About this task: Every line in the entries that holds "generated" should be identified and copied.

Extracted records Start Marker

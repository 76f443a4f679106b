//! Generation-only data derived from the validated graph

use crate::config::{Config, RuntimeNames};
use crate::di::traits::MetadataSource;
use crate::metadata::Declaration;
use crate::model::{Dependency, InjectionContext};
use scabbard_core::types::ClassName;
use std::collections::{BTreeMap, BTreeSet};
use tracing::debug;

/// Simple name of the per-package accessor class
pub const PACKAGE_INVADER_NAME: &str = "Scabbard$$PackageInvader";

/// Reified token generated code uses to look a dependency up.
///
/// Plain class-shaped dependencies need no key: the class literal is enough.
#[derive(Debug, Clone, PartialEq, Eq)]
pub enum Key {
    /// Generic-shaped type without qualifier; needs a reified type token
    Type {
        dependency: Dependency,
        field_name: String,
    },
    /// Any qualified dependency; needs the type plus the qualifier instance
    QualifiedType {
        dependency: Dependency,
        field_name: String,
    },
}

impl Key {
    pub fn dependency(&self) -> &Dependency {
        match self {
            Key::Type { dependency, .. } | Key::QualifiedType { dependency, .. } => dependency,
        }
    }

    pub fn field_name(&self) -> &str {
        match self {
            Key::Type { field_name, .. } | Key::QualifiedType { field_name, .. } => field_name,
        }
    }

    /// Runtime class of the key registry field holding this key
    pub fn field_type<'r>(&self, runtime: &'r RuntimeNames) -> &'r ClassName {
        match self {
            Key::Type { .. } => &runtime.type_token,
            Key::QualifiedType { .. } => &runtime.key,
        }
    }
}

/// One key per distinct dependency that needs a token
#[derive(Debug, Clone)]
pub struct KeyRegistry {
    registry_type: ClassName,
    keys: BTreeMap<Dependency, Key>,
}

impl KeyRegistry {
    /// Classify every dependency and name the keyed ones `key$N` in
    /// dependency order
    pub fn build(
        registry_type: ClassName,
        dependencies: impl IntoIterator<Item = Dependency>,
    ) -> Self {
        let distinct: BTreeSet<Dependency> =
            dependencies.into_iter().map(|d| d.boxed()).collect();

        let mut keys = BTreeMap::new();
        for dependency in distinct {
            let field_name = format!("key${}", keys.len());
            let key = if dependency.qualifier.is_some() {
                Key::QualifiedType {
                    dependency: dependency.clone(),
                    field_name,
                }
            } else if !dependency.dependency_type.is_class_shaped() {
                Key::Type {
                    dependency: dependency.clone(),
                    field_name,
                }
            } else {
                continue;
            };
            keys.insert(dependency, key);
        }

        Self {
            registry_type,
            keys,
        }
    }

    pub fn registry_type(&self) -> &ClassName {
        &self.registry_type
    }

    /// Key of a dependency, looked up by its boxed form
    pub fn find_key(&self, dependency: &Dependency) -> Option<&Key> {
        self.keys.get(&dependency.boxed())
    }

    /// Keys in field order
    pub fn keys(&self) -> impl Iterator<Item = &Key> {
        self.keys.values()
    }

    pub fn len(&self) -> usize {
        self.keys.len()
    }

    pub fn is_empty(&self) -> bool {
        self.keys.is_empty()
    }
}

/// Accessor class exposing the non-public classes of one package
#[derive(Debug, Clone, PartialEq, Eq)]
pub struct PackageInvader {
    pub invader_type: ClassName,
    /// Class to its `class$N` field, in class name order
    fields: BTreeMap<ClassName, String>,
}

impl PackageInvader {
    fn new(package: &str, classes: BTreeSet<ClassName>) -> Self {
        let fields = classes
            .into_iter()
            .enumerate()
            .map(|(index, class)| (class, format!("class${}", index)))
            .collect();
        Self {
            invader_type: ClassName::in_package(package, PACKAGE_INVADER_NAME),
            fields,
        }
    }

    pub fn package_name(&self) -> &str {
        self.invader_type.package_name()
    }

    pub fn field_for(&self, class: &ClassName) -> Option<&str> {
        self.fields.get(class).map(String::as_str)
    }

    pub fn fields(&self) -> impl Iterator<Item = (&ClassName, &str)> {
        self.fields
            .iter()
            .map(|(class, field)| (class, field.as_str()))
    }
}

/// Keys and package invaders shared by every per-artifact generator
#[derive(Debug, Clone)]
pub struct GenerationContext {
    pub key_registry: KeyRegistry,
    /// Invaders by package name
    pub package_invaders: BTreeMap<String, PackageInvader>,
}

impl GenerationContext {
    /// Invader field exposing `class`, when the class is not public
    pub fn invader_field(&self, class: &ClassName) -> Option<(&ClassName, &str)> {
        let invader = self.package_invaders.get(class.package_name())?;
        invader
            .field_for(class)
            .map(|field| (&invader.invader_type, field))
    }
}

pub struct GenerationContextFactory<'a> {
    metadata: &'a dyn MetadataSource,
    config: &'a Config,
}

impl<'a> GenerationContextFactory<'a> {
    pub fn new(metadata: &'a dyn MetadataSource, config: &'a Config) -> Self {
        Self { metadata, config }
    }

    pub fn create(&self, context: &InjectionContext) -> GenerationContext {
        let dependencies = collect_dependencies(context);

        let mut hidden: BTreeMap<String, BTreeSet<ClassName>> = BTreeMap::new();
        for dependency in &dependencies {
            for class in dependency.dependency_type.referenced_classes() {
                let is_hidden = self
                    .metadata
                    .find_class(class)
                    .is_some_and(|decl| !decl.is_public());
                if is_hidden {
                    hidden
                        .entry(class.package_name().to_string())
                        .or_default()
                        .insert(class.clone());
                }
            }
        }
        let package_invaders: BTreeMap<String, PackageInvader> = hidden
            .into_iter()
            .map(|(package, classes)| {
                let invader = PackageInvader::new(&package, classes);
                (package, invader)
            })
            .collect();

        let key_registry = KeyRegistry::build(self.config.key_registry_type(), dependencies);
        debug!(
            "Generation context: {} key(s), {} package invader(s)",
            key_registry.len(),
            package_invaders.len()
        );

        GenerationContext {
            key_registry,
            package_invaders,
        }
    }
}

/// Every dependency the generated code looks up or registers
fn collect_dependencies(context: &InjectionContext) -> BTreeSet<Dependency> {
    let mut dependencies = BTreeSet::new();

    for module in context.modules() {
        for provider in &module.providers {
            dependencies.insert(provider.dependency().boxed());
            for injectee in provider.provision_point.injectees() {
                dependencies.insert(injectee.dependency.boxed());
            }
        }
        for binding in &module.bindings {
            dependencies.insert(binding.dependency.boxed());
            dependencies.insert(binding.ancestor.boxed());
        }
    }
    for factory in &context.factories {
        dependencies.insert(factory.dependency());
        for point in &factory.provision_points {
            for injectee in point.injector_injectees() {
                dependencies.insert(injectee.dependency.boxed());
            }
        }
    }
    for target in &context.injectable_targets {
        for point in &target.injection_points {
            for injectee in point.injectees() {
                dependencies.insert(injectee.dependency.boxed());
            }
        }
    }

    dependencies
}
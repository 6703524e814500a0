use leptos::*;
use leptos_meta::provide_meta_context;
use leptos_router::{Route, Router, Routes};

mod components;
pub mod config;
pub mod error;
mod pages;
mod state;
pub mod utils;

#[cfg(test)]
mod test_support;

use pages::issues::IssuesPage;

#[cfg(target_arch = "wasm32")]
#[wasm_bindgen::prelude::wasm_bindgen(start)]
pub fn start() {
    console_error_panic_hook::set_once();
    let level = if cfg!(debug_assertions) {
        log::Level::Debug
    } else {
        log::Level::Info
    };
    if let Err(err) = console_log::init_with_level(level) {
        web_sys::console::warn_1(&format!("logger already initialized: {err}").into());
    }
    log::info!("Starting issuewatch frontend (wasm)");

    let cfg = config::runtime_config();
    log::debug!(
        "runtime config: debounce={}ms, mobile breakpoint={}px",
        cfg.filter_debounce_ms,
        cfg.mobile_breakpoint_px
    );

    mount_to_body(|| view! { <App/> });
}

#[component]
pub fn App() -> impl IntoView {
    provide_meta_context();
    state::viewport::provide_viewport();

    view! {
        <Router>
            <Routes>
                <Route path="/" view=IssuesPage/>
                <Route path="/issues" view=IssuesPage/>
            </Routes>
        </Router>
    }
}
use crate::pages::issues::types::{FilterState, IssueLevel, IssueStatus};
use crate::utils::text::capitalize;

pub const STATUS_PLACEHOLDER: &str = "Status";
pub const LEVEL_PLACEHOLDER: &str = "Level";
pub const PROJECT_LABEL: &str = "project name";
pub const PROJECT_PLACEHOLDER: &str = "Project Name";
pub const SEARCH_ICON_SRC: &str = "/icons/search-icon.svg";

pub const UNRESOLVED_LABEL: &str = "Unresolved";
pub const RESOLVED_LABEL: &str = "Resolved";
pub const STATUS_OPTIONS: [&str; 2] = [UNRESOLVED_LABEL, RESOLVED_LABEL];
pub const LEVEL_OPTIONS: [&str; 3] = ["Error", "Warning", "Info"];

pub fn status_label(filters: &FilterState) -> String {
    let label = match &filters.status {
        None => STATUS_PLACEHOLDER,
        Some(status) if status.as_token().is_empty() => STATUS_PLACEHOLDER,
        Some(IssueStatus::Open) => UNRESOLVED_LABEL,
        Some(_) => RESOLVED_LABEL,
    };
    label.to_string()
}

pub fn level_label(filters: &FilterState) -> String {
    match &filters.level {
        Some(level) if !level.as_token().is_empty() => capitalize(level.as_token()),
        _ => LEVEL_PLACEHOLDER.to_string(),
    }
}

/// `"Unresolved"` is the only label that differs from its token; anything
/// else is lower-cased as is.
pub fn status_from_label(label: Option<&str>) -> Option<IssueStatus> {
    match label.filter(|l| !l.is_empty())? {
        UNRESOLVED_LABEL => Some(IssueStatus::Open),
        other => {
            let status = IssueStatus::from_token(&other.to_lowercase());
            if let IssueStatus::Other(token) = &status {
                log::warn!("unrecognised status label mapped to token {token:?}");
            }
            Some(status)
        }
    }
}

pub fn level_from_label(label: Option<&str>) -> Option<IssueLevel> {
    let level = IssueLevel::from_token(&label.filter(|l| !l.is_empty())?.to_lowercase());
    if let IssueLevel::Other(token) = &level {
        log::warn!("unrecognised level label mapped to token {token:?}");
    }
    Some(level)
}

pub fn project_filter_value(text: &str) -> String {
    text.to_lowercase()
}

Extracted records End Marker

Answer box:
/// Reified token generated code uses to look a dependency up.
/// Every dependency the generated code looks up or registers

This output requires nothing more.